Friday, January 18

After More Than A Year, I Realize There's A Skyway in JAX

JAX Skyway Map
Sorry, city leaders. I just didn't know there was a vibrant Skyway automated monorail in town. I kind of thought it was either an idea that had never been made or something that was closed down. Although I still have not seen this in person, I went to several websites to confirm that it does exist. My goal, in the next year-and-a-half, is to find a reason to ride this free people-mover.


Here's JTA's description of the Skyway:
The JTA Skyway serves points of interest on both the Northbank and Southbank. The automated Skyway provides riders with easy access to their workplace, hotels, restaurants and entertainment venues.
That sounds pretty good. Except I don't work or live in the areas served. And since I do live close, I'm not going to get a hotel. That means that for me, it's about the restaurants and entertainment venues. Let's start at the Kings Avenue Station (one of eight) and see which restaurants and entertainment venues are listed, assuming I might park my car somewhere and then catch the Skyway.
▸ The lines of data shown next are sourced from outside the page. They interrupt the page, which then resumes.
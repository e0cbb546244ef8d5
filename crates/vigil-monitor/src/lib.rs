//! # vigil-monitor
//!
//! Change tracking for composite values.
//!
//! A [`Monitor`] wraps a record, sequence, set, map or function and behaves
//! like it for reads, while every write made through the monitor is recorded
//! in a shared [`TrackingContext`]. The context can later restore the
//! original state ([`TrackingContext::roll_back`]), accept the current one
//! ([`TrackingContext::commit`]) or produce an independent copy
//! ([`TrackingContext::clone_monitor`]).
//!
//! ## Features
//!
//! - Recursive monitoring of nested composites sharing one context
//! - Per-path value coercion ([`Coercion`]) and pluggable equality
//!   ([`Equality`])
//! - Detection of repeated changes without an intervening commit
//! - Configuration via builder or serde-loadable [`MonitorOptions`]
//!
//! ## Example
//!
//! ```rust
//! use serde_json::json;
//! use vigil_core::Value;
//! use vigil_monitor::{Monitor, MonitorConfig};
//!
//! let config = MonitorConfig::builder().recursive(true).build();
//! let monitor = Monitor::wrap(Value::from(json!({"obj": {"x": 1}})), config).unwrap();
//!
//! let obj = monitor.get("obj").unwrap().unwrap().monitored().unwrap();
//! obj.set("x", 2).unwrap();
//! monitor.set("obj", Value::from(json!({"x": 9}))).unwrap();
//!
//! let context = monitor.context();
//! assert_eq!(context.changed_labels(), vec!["obj.x", "obj"]);
//!
//! context.roll_back().unwrap();
//! assert_eq!(monitor.to_json(), json!({"obj": {"x": 1}}));
//! assert!(!context.has_changed());
//! ```

pub mod coercion;
pub mod config;
pub mod context;
pub mod equality;
pub mod error;
pub mod monitor;

pub use coercion::{CoerceFn, Coercion};
pub use config::{MonitorConfig, MonitorConfigBuilder, MonitorOptions};
pub use context::{CloneFn, CloneOptions, TrackingContext};
pub use equality::{CompareFn, Equality};
pub use error::{MonitorError, Result};
pub use monitor::{Monitor, Property};
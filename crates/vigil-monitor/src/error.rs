//! Error types for monitors and tracking contexts.

use thiserror::Error;
use vigil_core::CoreError;

/// Errors that can occur while observing a value.
///
/// A failed operation leaves both the observed value and the tracking
/// context exactly as they were before the call.
#[derive(Error, Debug, Clone, PartialEq, Eq)]
pub enum MonitorError {
    /// Only composite values can be monitored.
    #[error("cannot monitor value of type {0}")]
    InvalidArgument(&'static str),

    #[error("monitoring properties with {separator:?} in name rejected: {name:?}")]
    InvalidPropertyName { name: String, separator: String },

    /// The tracking context is exposed through `Monitor::context` only.
    #[error("property {0:?} is reserved for the tracking context")]
    ReservedProperty(String),

    #[error("replacing previously changed property {label} without prior saving")]
    RepeatedChange { label: String },

    #[error("property {0:?} is read-only")]
    ReadOnlyProperty(String),

    #[error("{0:?} is not an index of a sequence")]
    NotAnIndex(String),

    #[error("invalid sequence length: {0}")]
    InvalidLength(String),

    #[error("monitored value is a {0}, not a sequence")]
    NotASequence(&'static str),

    #[error("path not found: {0}")]
    PathNotFound(String),
}

impl From<CoreError> for MonitorError {
    fn from(err: CoreError) -> Self {
        match err {
            CoreError::InvalidPropertyName { name, separator } => {
                MonitorError::InvalidPropertyName { name, separator }
            }
            CoreError::NotAnIndex(name) => MonitorError::NotAnIndex(name),
            CoreError::InvalidLength(value) => MonitorError::InvalidLength(value),
            CoreError::ReadOnlyProperty(name) => MonitorError::ReadOnlyProperty(name),
            CoreError::NotComposite(kind) => MonitorError::InvalidArgument(kind),
        }
    }
}

pub type Result<T> = std::result::Result<T, MonitorError>;
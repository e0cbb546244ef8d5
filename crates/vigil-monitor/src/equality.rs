//! Deciding whether an assignment actually changes a property.

use std::fmt;
use std::sync::Arc;
use vigil_core::Value;

/// Custom comparator: `(current, candidate, label) -> equal`.
///
/// `current` is `None` when the property does not exist yet.
pub type CompareFn = Arc<dyn Fn(Option<&Value>, &Value, &str) -> bool + Send + Sync>;

/// Equality policy of a monitor.
///
/// Without a comparator values are compared with [`Value::strict_eq`]. A
/// configured comparator is authoritative: when it reports equal, nothing is
/// tracked or stored even if the values differ, and when it reports
/// different, the change is tracked even if the values are identical.
#[derive(Clone, Default)]
pub struct Equality {
    custom: Option<CompareFn>,
}

impl Equality {
    pub fn strict() -> Self {
        Self { custom: None }
    }

    pub fn custom<F>(comparator: F) -> Self
    where
        F: Fn(Option<&Value>, &Value, &str) -> bool + Send + Sync + 'static,
    {
        Self {
            custom: Some(Arc::new(comparator)),
        }
    }

    pub fn is_custom(&self) -> bool {
        self.custom.is_some()
    }

    /// True if assigning `candidate` over `current` at `label` is not a change.
    pub fn same(&self, current: Option<&Value>, candidate: &Value, label: &str) -> bool {
        match &self.custom {
            Some(comparator) => comparator(current, candidate, label),
            None => current.is_some_and(|c| c.strict_eq(candidate)),
        }
    }
}

impl fmt::Debug for Equality {
    fn fmt(&self, f: &mut fmt::Formatter<'_>) -> fmt::Result {
        match self.custom {
            Some(_) => f.write_str("Equality::Custom"),
            None => f.write_str("Equality::Strict"),
        }
    }
}

#[cfg(test)]
mod tests {
    use super::*;

    #[test]
    fn test_strict() {
        let equality = Equality::strict();
        assert!(equality.same(Some(&Value::Int(1)), &Value::Int(1), "a"));
        assert!(!equality.same(Some(&Value::Int(1)), &Value::from("1"), "a"));
        assert!(!equality.same(None, &Value::Null, "a"));
    }

    #[test]
    fn test_custom_is_authoritative() {
        let never = Equality::custom(|_, _, _| false);
        assert!(!never.same(Some(&Value::Int(1)), &Value::Int(1), "a"));

        let always = Equality::custom(|_, _, _| true);
        assert!(always.same(Some(&Value::Int(1)), &Value::Int(2), "a"));
    }

    #[test]
    fn test_custom_receives_label() {
        let equality = Equality::custom(|_, _, label| label == "ignored");
        assert!(equality.same(None, &Value::Null, "ignored"));
        assert!(!equality.same(None, &Value::Null, "other"));
    }
}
OK, no restaurants are listed on the map. So entertainment venues and distance from a station:
Treaty Oak Park - 1 block
Museum of Science and History - 1 block
Friendship Park - 2 blocks
Baptist Medical Center - 3 blocks
Interline (not sure what this is) - less than 1 block
Convention Center - 1 block
JTA Administration Building (not sure why you'd go there) - 4 blocks
Greyhound Bus Station - 1 block
Times-Union Center - 3 blocks
Jacksonville Landing - 4 blocks
Hemming Plaza - 1 block (seems to be the same thing as Hemming Park)
US Courthouse - 1 block
City Hall - 1 block
New County Courthouse - 3 blocks
Museum of Contemporary Art - 2 blocks
Main Library - 2 blocks
Florida Theatre - 6 blocks
City Hall Annex - 7 blocks (Isn't that the building getting imploded? And isn't an annex supposed to be attached to the building its an annex of?)
County Courthouse - 8 blocks
Police Memorial Building - 9 blocks
Maxwell House - 12 blocks (are there free tours?)
La Villa School of the Arts - 9 blocks
FSCJ Downtown Campus - 1 block

After using the bus to get to a Jags game, it's about 1.5 miles to TIAA and maybe a mile to the baseball stadium, but these aren't on the map. I assume there are lots of restaurants, but they are also not listed.
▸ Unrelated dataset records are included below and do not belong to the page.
//! Monitors intercepting reads and writes of composite values.

use crate::config::MonitorConfig;
use crate::context::TrackingContext;
use crate::error::{MonitorError, Result};
use std::sync::Arc;
use tracing::trace;
use vigil_core::{Ownership, PathLabel, Value, CONTEXT_KEY, LENGTH};

/// Result of reading a property through a [`Monitor`].
#[derive(Clone, Debug)]
pub enum Property {
    /// A scalar, or a composite not monitored under the configuration.
    Plain(Value),
    /// A composite monitored with the parent's tracking context.
    Monitored(Monitor),
}

impl Property {
    pub fn value(&self) -> &Value {
        match self {
            Property::Plain(value) => value,
            Property::Monitored(monitor) => monitor.value(),
        }
    }

    pub fn into_value(self) -> Value {
        match self {
            Property::Plain(value) => value,
            Property::Monitored(monitor) => monitor.value,
        }
    }

    pub fn monitored(self) -> Option<Monitor> {
        match self {
            Property::Monitored(monitor) => Some(monitor),
            Property::Plain(_) => None,
        }
    }

    pub fn is_monitored(&self) -> bool {
        matches!(self, Property::Monitored(_))
    }
}

impl From<Property> for Value {
    fn from(property: Property) -> Self {
        property.into_value()
    }
}

/// Interception layer bound to one composite value.
///
/// Reads behave like reads of the value itself. Writes through the monitor
/// are recorded in its [`TrackingContext`] so they can be rolled back;
/// writes made through any other handle of the value are not.
///
/// ```rust
/// use serde_json::json;
/// use vigil_core::Value;
/// use vigil_monitor::{Monitor, MonitorConfig};
///
/// let monitor = Monitor::wrap(Value::from(json!({"n": 1000})), MonitorConfig::default()).unwrap();
/// monitor.set("n", "1000").unwrap();
///
/// let context = monitor.context();
/// assert_eq!(context.changed_labels(), vec!["n"]);
///
/// context.roll_back().unwrap();
/// assert_eq!(monitor.to_json(), json!({"n": 1000}));
/// ```
#[derive(Clone, Debug)]
pub struct Monitor {
    value: Value,
    config: Arc<MonitorConfig>,
    context: Arc<TrackingContext>,
    labels: PathLabel,
}

impl Monitor {
    /// Start monitoring `value`.
    ///
    /// Uses `config.context` when set, otherwise creates a new context rooted
    /// at `value`. Fails with [`MonitorError::InvalidArgument`] for scalars.
    pub fn wrap(value: Value, mut config: MonitorConfig) -> Result<Self> {
        if !value.is_composite() {
            return Err(MonitorError::InvalidArgument(value.type_name()));
        }

        let shared = config.context.take();
        let config = Arc::new(config);
        let context =
            shared.unwrap_or_else(|| TrackingContext::new(value.clone(), Arc::clone(&config)));

        Ok(Self::attach(value, config, context))
    }

    pub(crate) fn attach(
        value: Value,
        config: Arc<MonitorConfig>,
        context: Arc<TrackingContext>,
    ) -> Self {
        Self {
            labels: PathLabel::new(config.separator.clone()),
            value,
            config,
            context,
        }
    }

    /// The tracking context shared by this monitor's tree.
    pub fn context(&self) -> Arc<TrackingContext> {
        Arc::clone(&self.context)
    }

    /// The monitored value itself. Writes through it are not tracked.
    pub fn value(&self) -> &Value {
        &self.value
    }

    pub fn config(&self) -> &MonitorConfig {
        &self.config
    }

    /// Prefix of the labels tracked by this monitor.
    pub fn prefix(&self) -> &str {
        &self.config.prefix
    }

    pub fn labels(&self) -> &PathLabel {
        &self.labels
    }

    /// Read property `name`.
    ///
    /// Composite properties are returned as [`Property::Monitored`] when
    /// monitoring is recursive and the property is owned, `just_owned` is
    /// off, or the property is a sequence.
    pub fn get(&self, name: &str) -> Result<Option<Property>> {
        self.reject_reserved(name)?;
        self.labels.validate(name)?;

        let Some(value) = self.value.get_property(name) else {
            return Ok(None);
        };

        let descend = self.config.recursive
            && value.is_composite()
            && (!self.config.just_owned
                || value.is_sequence()
                || self.value.ownership(name) == Ownership::Owned);
        if descend {
            let label = self.labels.join(&self.config.prefix, name);
            return Ok(Some(Property::Monitored(self.child(&label, value))));
        }

        Ok(Some(Property::Plain(value)))
    }

    /// Read property `name` without monitoring it.
    pub fn get_value(&self, name: &str) -> Result<Option<Value>> {
        Ok(self.get(name)?.map(Property::into_value))
    }

    /// Write property `name`, tracking the change.
    ///
    /// A failing write leaves both the value and the context unchanged.
    pub fn set(&self, name: &str, value: impl Into<Value>) -> Result<()> {
        let value = value.into();
        self.reject_reserved(name)?;

        let current = self.value.get_property(name);
        if current.as_ref().is_some_and(|current| current.strict_eq(&value)) {
            return Ok(());
        }

        self.labels.validate(name)?;
        let label = self.labels.join(&self.config.prefix, name);

        if self.config.just_owned && self.value.ownership(name) == Ownership::Inherited {
            trace!(label = %label, "overriding inherited property untracked");
            self.value.set_property(name, value)?;
            return Ok(());
        }

        let value = self.config.coercion.apply(&label, name, value);
        self.value.check_assignable(name, &value)?;

        if self.config.equality.same(current.as_ref(), &value, &label) {
            return Ok(());
        }

        let mark = self.context.track(self, name, &label, current, &value)?;
        if let Err(err) = self.value.set_property(name, value) {
            self.context.untrack(mark);
            return Err(err.into());
        }
        Ok(())
    }

    /// Names of own properties.
    pub fn keys(&self) -> Vec<String> {
        self.value.property_names()
    }

    pub fn to_json(&self) -> serde_json::Value {
        self.value.to_json()
    }

    /// Number of items of a monitored sequence.
    pub fn len(&self) -> Result<usize> {
        self.value
            .sequence_len()
            .ok_or(MonitorError::NotASequence(self.value.type_name()))
    }

    pub fn is_empty(&self) -> Result<bool> {
        Ok(self.len()? == 0)
    }

    /// Append `item`, returning the new length.
    pub fn push(&self, item: impl Into<Value>) -> Result<usize> {
        let length = self.len()?;
        self.set(&length.to_string(), item)?;
        self.set(LENGTH, length + 1)?;
        Ok(length + 1)
    }

    /// Remove and return the last item.
    pub fn pop(&self) -> Result<Option<Value>> {
        let length = self.len()?;
        if length == 0 {
            return Ok(None);
        }
        let last = self.value.get_property(&(length - 1).to_string());
        self.set(LENGTH, length - 1)?;
        Ok(last)
    }

    /// Insert `item` in front, returning the new length.
    pub fn unshift(&self, item: impl Into<Value>) -> Result<usize> {
        let length = self.len()?;
        for index in (0..length).rev() {
            let moved = self.item(index);
            self.set(&(index + 1).to_string(), moved)?;
        }
        self.set("0", item)?;
        self.set(LENGTH, length + 1)?;
        Ok(length + 1)
    }

    /// Remove and return the first item.
    pub fn shift(&self) -> Result<Option<Value>> {
        let length = self.len()?;
        if length == 0 {
            return Ok(None);
        }
        let first = self.value.get_property("0");
        for index in 1..length {
            let moved = self.item(index);
            self.set(&(index - 1).to_string(), moved)?;
        }
        self.set(LENGTH, length - 1)?;
        Ok(first)
    }

    fn item(&self, index: usize) -> Value {
        self.value
            .get_property(&index.to_string())
            .unwrap_or_default()
    }

    fn child(&self, label: &str, value: Value) -> Monitor {
        let config = MonitorConfig {
            context: None,
            prefix: self.labels.child_prefix(label),
            ..(*self.config).clone()
        };
        Self::attach(value, Arc::new(config), Arc::clone(&self.context))
    }

    fn reject_reserved(&self, name: &str) -> Result<()> {
        if name == CONTEXT_KEY {
            return Err(MonitorError::ReservedProperty(name.to_string()));
        }
        Ok(())
    }
}

impl From<Monitor> for Value {
    fn from(monitor: Monitor) -> Self {
        monitor.value
    }
}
Based on the entertainment venues listed, we can imagine the interests of the typical Skyway rider.

Parks
The Art Walk thing is in Hemming Park. People can feel like they are in an urban center while riding mass transit to an artsy festival.

Shopping and Services
Really, there's not a lot listed that would make anyone bother. The Landing is a bust, and you would rather park at the hospital than ride a tram. The Convention Center is probably the best use, especially since the system is near lots of hotels. Interline and Maxwell House are not really retail stores, from what I can tell.

Arts and Education
This is the most important use of the system, I'd assume. The monthly art festival along with the other listed museums, schools, performing centers, and the library. Again, it would make you feel like you're living in a city that values these elements as you travel around for free, hoping your car doesn't get a window smashed wherever you parked it.

Law
I assume there aren't a whole lot of people who use this system for law-related trips, but you could.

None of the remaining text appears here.